Data provided
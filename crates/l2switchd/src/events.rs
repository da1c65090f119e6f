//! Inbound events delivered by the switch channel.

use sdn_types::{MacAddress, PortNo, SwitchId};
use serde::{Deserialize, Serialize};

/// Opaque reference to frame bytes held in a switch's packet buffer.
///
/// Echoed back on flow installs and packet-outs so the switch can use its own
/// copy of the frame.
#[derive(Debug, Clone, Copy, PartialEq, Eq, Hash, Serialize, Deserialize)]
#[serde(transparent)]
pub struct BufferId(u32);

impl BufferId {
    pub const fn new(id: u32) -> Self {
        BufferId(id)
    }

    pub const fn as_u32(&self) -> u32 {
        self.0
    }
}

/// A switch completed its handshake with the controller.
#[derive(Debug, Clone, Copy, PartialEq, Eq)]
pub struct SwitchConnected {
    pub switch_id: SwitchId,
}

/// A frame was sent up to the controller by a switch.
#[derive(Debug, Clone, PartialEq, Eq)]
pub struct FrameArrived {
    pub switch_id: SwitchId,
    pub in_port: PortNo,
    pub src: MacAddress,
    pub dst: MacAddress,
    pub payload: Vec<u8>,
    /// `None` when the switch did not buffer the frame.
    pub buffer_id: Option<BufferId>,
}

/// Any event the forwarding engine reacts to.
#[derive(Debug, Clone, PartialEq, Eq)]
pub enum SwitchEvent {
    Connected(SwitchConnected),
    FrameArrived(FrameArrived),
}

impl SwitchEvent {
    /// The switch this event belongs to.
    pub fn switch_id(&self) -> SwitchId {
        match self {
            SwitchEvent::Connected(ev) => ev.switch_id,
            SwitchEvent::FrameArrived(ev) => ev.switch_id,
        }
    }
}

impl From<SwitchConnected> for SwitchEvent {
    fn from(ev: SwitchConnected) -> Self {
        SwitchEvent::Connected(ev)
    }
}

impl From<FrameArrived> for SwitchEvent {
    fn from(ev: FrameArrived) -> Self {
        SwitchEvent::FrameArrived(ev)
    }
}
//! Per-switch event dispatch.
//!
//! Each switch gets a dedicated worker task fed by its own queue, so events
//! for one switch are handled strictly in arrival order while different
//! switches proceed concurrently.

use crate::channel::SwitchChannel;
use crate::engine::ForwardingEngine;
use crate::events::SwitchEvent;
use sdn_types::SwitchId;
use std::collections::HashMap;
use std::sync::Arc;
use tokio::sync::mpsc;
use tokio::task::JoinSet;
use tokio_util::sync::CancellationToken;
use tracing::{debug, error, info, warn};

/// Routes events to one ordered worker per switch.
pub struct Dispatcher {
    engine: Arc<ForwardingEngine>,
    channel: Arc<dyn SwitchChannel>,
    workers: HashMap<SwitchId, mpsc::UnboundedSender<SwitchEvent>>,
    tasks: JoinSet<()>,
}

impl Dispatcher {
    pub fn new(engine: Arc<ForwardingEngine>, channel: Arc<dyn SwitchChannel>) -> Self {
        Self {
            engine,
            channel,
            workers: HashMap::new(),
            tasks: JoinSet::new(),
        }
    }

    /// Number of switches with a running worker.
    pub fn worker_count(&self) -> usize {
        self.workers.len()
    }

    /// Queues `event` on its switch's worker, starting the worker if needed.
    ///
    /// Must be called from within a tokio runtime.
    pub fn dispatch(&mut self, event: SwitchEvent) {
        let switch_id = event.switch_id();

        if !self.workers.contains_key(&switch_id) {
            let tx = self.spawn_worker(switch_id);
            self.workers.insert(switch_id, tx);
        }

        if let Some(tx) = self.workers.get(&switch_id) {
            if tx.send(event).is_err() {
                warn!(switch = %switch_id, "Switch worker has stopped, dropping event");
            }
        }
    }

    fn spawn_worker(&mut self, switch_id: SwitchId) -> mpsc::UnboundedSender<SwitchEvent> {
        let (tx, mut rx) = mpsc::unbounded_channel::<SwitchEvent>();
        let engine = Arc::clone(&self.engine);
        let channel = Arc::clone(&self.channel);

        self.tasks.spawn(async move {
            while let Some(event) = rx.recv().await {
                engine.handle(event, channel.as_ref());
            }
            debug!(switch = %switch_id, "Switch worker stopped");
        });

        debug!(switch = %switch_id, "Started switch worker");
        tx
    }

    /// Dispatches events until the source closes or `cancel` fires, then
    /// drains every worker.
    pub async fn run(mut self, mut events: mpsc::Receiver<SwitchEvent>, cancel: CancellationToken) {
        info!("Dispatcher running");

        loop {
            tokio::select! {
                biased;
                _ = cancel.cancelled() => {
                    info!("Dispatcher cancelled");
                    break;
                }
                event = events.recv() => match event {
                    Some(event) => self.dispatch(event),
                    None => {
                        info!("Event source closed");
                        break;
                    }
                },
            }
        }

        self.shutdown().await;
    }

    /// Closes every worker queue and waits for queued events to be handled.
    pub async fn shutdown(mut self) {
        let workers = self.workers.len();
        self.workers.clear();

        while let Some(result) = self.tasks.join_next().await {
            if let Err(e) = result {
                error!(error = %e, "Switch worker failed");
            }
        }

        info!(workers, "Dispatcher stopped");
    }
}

Exercise prompt
Output exactly one stretch of the listing: from the line containing "pub const fn new(id: u32)" through the line containing "use sdn_types::SwitchId;", both end lines included.

Expected output
    pub const fn new(id: u32) -> Self {
        BufferId(id)
    }

    pub const fn as_u32(&self) -> u32 {
        self.0
    }
}

/// A switch completed its handshake with the controller.
#[derive(Debug, Clone, Copy, PartialEq, Eq)]
pub struct SwitchConnected {
    pub switch_id: SwitchId,
}

/// A frame was sent up to the controller by a switch.
#[derive(Debug, Clone, PartialEq, Eq)]
pub struct FrameArrived {
    pub switch_id: SwitchId,
    pub in_port: PortNo,
    pub src: MacAddress,
    pub dst: MacAddress,
    pub payload: Vec<u8>,
    /// `None` when the switch did not buffer the frame.
    pub buffer_id: Option<BufferId>,
}

/// Any event the forwarding engine reacts to.
#[derive(Debug, Clone, PartialEq, Eq)]
pub enum SwitchEvent {
    Connected(SwitchConnected),
    FrameArrived(FrameArrived),
}

impl SwitchEvent {
    /// The switch this event belongs to.
    pub fn switch_id(&self) -> SwitchId {
        match self {
            SwitchEvent::Connected(ev) => ev.switch_id,
            SwitchEvent::FrameArrived(ev) => ev.switch_id,
        }
    }
}

impl From<SwitchConnected> for SwitchEvent {
    fn from(ev: SwitchConnected) -> Self {
        SwitchEvent::Connected(ev)
    }
}

impl From<FrameArrived> for SwitchEvent {
    fn from(ev: FrameArrived) -> Self {
        SwitchEvent::FrameArrived(ev)
    }
}
//! Per-switch event dispatch.
//!
//! Each switch gets a dedicated worker task fed by its own queue, so events
//! for one switch are handled strictly in arrival order while different
//! switches proceed concurrently.

use crate::channel::SwitchChannel;
use crate::engine::ForwardingEngine;
use crate::events::SwitchEvent;
use sdn_types::SwitchId;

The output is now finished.